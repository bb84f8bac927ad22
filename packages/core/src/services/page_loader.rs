//! Nested-Set Page Loader
//!
//! Resolves pages by id, slug, type, tag, search terms and tree relation.
//! Every lookup first selects matching page ids with a plain query, then
//! materializes them through one shared path ([`PageLoader::get_by_ids`])
//! that binds rows to [`Page`] entities and applies the loader's filters.
//!
//! # Tree queries
//!
//! Tree relations are answered with nested-set arithmetic on
//! `position_left` / `position_right` / `position_depth`:
//!
//! - children of P: `left > P.left AND right < P.right AND depth = P.depth + 1`
//! - parent of P: `left < P.left AND right >= P.left AND depth = P.depth - 1`
//! - root of P: the depth-0 page whose range contains P
//!
//! A slug such as `/blog/hello-world` is resolved with a self-join per path
//! segment, each level strictly containing the previous one. The homepage
//! is `/`, so its descendants' paths leave out its own segment.
//!
//! # Materialization
//!
//! For each row, in order: drop deleted pages (unless included), build the
//! publish window and drop unpublished pages (unless included), resolve the
//! page type, give the left-most live top-level page the homepage slug `/`,
//! fill in authorship, inherit access from ancestors while it is negative,
//! resolve access groups, and finally drop pages the actor may not view
//! (unless included).

use crate::db::{DatabaseError, DatabaseService};
use crate::models::{
    Actor, Authorship, CommentSettings, DateRange, GroupDirectory, Page, PageCollection,
    PageTypeRegistry, Slug,
};
use crate::services::authorisation::Authorisation;
use crate::services::error::PageServiceError;
use crate::services::page_order::PageOrder;
use crate::services::searcher::Searcher;
use chrono::Utc;
use libsql::{Row, Value};
use std::collections::HashMap;
use std::sync::{Arc, Mutex};

/// Minimum search term length used when none is configured
pub const DEFAULT_SEARCH_MIN_TERM_LENGTH: usize = 3;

━━━━━━━━━━

> _WHAT TO PRODUCE_
If a line in the records above has the word "with", copy it out.

> _WRITTEN SOLUTION_
//! Every lookup first selects matching page ids with a plain query, then
//! Tree relations are answered with nested-set arithmetic on
//! A slug such as `/blog/hello-world` is resolved with a self-join per path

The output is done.